ALK-positive non-small-cell lung cancer, Tyr-kinase inhibitors, ALK inhibitors, target agents, alectinib, crizotinib


Background. ALK-positive non-small-cell lung cancer (NSCLC) is observed in approximately 3–5 % out of all types of lung cancer. However, its incidence has increased in recent years. This can be caused by the development of diagnostic methods, such as immunohistochemistry testing, which becomes more routine now. There is no longer any doubt that targeted drugs should be used in the first line of treatment. Materials and methods. This article deals with the data from 12 clinical trials, recommendations of NCCN (National Comprehensive Cancer Network), ESMO (European Society of Medical Oncology) and the PubMed search resource. Results.
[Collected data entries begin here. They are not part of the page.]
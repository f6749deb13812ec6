use thiserror::Error;

/// Result type alias using the canonical structured error
pub type Result<T> = std::result::Result<T, AnnoError>;

// ========== Error Facility ==========

/// Canonical error kind taxonomy
///
/// Each kind maps to a stable error code that callers (the CLI, a web
/// front end) can match on without parsing messages.
#[derive(Debug, Clone, Copy, PartialEq, Eq)]
pub enum AnnoErrorKind {
    // Input
    /// A source line is not valid JSON or not a JSON object
    Parse,
    /// A record, subject or PII lacks a required field
    MissingField,
    /// Caller supplied an unusable argument (bad session id, bad file name)
    InvalidInput,

    // Storage
    NotFound,
    Io,
    Serialization,

    // Configuration
    Config,
}

impl AnnoErrorKind {
    /// Get the stable error code for this kind
    pub fn code(&self) -> &'static str {
        match self {
            AnnoErrorKind::Parse => "ERR_PARSE",
            AnnoErrorKind::MissingField => "ERR_MISSING_FIELD",
            AnnoErrorKind::InvalidInput => "ERR_INVALID_INPUT",
            AnnoErrorKind::NotFound => "ERR_NOT_FOUND",
            AnnoErrorKind::Io => "ERR_IO",
            AnnoErrorKind::Serialization => "ERR_SERIALIZATION",
            AnnoErrorKind::Config => "ERR_CONFIG",
        }
    }

    /// True for the kinds that mean "the input dataset is malformed"
    pub fn is_parse_error(&self) -> bool {
        matches!(self, AnnoErrorKind::Parse | AnnoErrorKind::MissingField)
    }
}

/// Canonical structured error type
#[derive(Debug, Clone)]
pub struct AnnoError {
    kind: AnnoErrorKind,
    op: Option<String>,
    source_name: Option<String>,
    line: Option<usize>,
    record_id: Option<String>,
    message: String,
}

impl AnnoError {
    pub fn new(kind: AnnoErrorKind) -> Self {
        Self {
            kind,
            op: None,
            source_name: None,
            line: None,
            record_id: None,
            message: String::new(),
        }
    }

    /// Add operation context
    pub fn with_op(mut self, op: impl Into<String>) -> Self {
        self.op = Some(op.into());
        self
    }

    /// Add the name of the dataset or file being read
    pub fn with_source_name(mut self, name: impl Into<String>) -> Self {
        self.source_name = Some(name.into());
        self
    }

    /// Add the 1-based line number of the offending input line
    pub fn with_line(mut self, line: usize) -> Self {
        self.line = Some(line);
        self
    }

    /// Add the `data_id` of the record involved
    pub fn with_record_id(mut self, id: impl Into<String>) -> Self {
        self.record_id = Some(id.into());
        self
    }

    pub fn with_message(mut self, message: impl Into<String>) -> Self {
        self.message = message.into();
        self
    }

    pub fn kind(&self) -> AnnoErrorKind {
        self.kind
    }

    pub fn code(&self) -> &'static str {
        self.kind.code()
    }

    pub fn op(&self) -> Option<&str> {
        self.op.as_deref()
    }

    pub fn source_name(&self) -> Option<&str> {
        self.source_name.as_deref()
    }

    pub fn line(&self) -> Option<usize> {
        self.line
    }

    pub fn record_id(&self) -> Option<&str> {
        self.record_id.as_deref()
    }

    pub fn message(&self) -> &str {
        &self.message
    }
}

impl std::fmt::Display for AnnoError {
    fn fmt(&self, f: &mut std::fmt::Formatter<'_>) -> std::fmt::Result {
        write!(f, "[{}]", self.code())?;
        if let Some(op) = &self.op {
            write!(f, " in operation '{}'", op)?;
        }
        if !self.message.is_empty() {
            write!(f, ": {}", self.message)?;
        }
        if let Some(source_name) = &self.source_name {
            write!(f, " (source: {})", source_name)?;
        }
        if let Some(line) = self.line {
            write!(f, " (line: {})", line)?;
        }
        if let Some(record_id) = &self.record_id {
            write!(f, " (data_id: {})", record_id)?;
        }
        Ok(())
    }
}

impl std::error::Error for AnnoError {}

// ========== End Error Facility ==========

/// Domain failures raised while loading, storing or configuring
#[derive(Error, Debug, Clone, PartialEq)]
pub enum AnnodiffError {
    /// A non-empty line is not a JSON object
    #[error("Malformed line {line} in {source_name}: {reason}")]
    MalformedLine {
        source_name: String,
        line: usize,
        reason: String,
    },

    /// A required field is absent or has the wrong type
    #[error("Missing or invalid field `{field}` on line {line} in {source_name}")]
    MissingField {
        source_name: String,
        line: usize,
        field: String,
    },

    /// Reading a source or writing a sink failed
    #[error("I/O error during {op}: {message}")]
    Io { op: String, message: String },

    /// JSON encoding or decoding of a report failed
    #[error("Serialization error: {message}")]
    Serialization { message: String },

    /// Configuration file could not be read or parsed
    #[error("Invalid configuration: {message}")]
    Config { message: String },

    /// No report stored under this session id
    #[error("Report not found for session {session_id}")]
    ReportNotFound { session_id: String },

    /// Session id or file name rejected before touching the filesystem
    #[error("Invalid input: {reason}")]
    InvalidInput { reason: String },
}

impl From<AnnodiffError> for AnnoError {
    fn from(err: AnnodiffError) -> Self {
        let message = err.to_string();
        match err {
            AnnodiffError::MalformedLine {
                source_name, line, ..
            } => AnnoError::new(AnnoErrorKind::Parse)
                .with_op("load_records")
                .with_source_name(source_name)
                .with_line(line)
                .with_message(message),

            AnnodiffError::MissingField {
                source_name, line, ..
            } => AnnoError::new(AnnoErrorKind::MissingField)
                .with_op("load_records")
                .with_source_name(source_name)
                .with_line(line)
                .with_message(message),

            AnnodiffError::Io { op, .. } => AnnoError::new(AnnoErrorKind::Io)
                .with_op(op)
                .with_message(message),

            AnnodiffError::Serialization { .. } => {
                AnnoError::new(AnnoErrorKind::Serialization).with_message(message)
            }

            AnnodiffError::Config { .. } => AnnoError::new(AnnoErrorKind::Config)
                .with_op("load_config")
                .with_message(message),

            AnnodiffError::ReportNotFound { .. } => AnnoError::new(AnnoErrorKind::NotFound)
                .with_op("load_report")
                .with_message(message),

            AnnodiffError::InvalidInput { .. } => {
                AnnoError::new(AnnoErrorKind::InvalidInput).with_message(message)
            }
        }
    }
}

impl From<serde_json::Error> for AnnodiffError {
    fn from(err: serde_json::Error) -> Self {
        AnnodiffError::Serialization {
            message: err.to_string(),
        }
    }
}

impl From<std::io::Error> for AnnodiffError {
    fn from(err: std::io::Error) -> Self {
        AnnodiffError::Io {
            op: "io".to_string(),
            message: err.to_string(),
        }
    }
}

/// Create an I/O error for the named operation
pub fn io_error(op: &str, err: std::io::Error) -> AnnoError {
    AnnodiffError::Io {
        op: op.to_string(),
        message: err.to_string(),
    }
    .into()
}
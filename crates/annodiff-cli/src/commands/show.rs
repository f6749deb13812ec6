//! Show command
//!
//! Usage: annodiff show <SESSION_ID> [--store <DIR>] [--redact]

use annodiff_core::config::AnnodiffConfig;
use annodiff_core::diff::{render_human_summary, RenderOptions};
use annodiff_store::FsReportStore;
use clap::Args;
use std::path::PathBuf;

#[derive(Debug, Args)]
pub struct ShowArgs {
    /// Session id printed by `compare --store`
    pub session_id: String,

    /// Store directory (default: `[store] root` from the configuration)
    #[arg(long, value_name = "DIR")]
    pub store: Option<PathBuf>,

    /// Hide PII keywords, subject descriptions and text lines
    #[arg(long)]
    pub redact: bool,
}

/// Execute show command
pub fn execute(args: ShowArgs, config: &AnnodiffConfig) -> Result<(), Box<dyn std::error::Error>> {
    let root = args.store.unwrap_or_else(|| config.store.root.clone());
    let store = FsReportStore::new(root);
    let report = store.load_by_str(&args.session_id)?;

    print!(
        "{}",
        render_human_summary(
            &report,
            &RenderOptions {
                redact: args.redact
            }
        )
    );
    Ok(())
}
Alectinib is proved to be first choice of ALK-positive NSCLC treatment as it has been reported to be superior over chemotherapy (7.1 against 1.6 months ALUR) as well as crizotinib (20.3 against 10.2 months J-ALEX) in terms of progression-free survival and intracranial efficacy and by far safer to other agents including ceritinib. Conclusions. Thus, ALK inhibitors are safe and effective treatment option in ALK-positive non-small-cell lung cancer. Moreover, ALK inhibitors have achieved better results in prolonging the progression-free survival and improving the quality of life in comparison to chemotherapy. Next generation agents, in particular alectinib and brigatinib are safer and more effective intra-cranially and can be preferred as first option.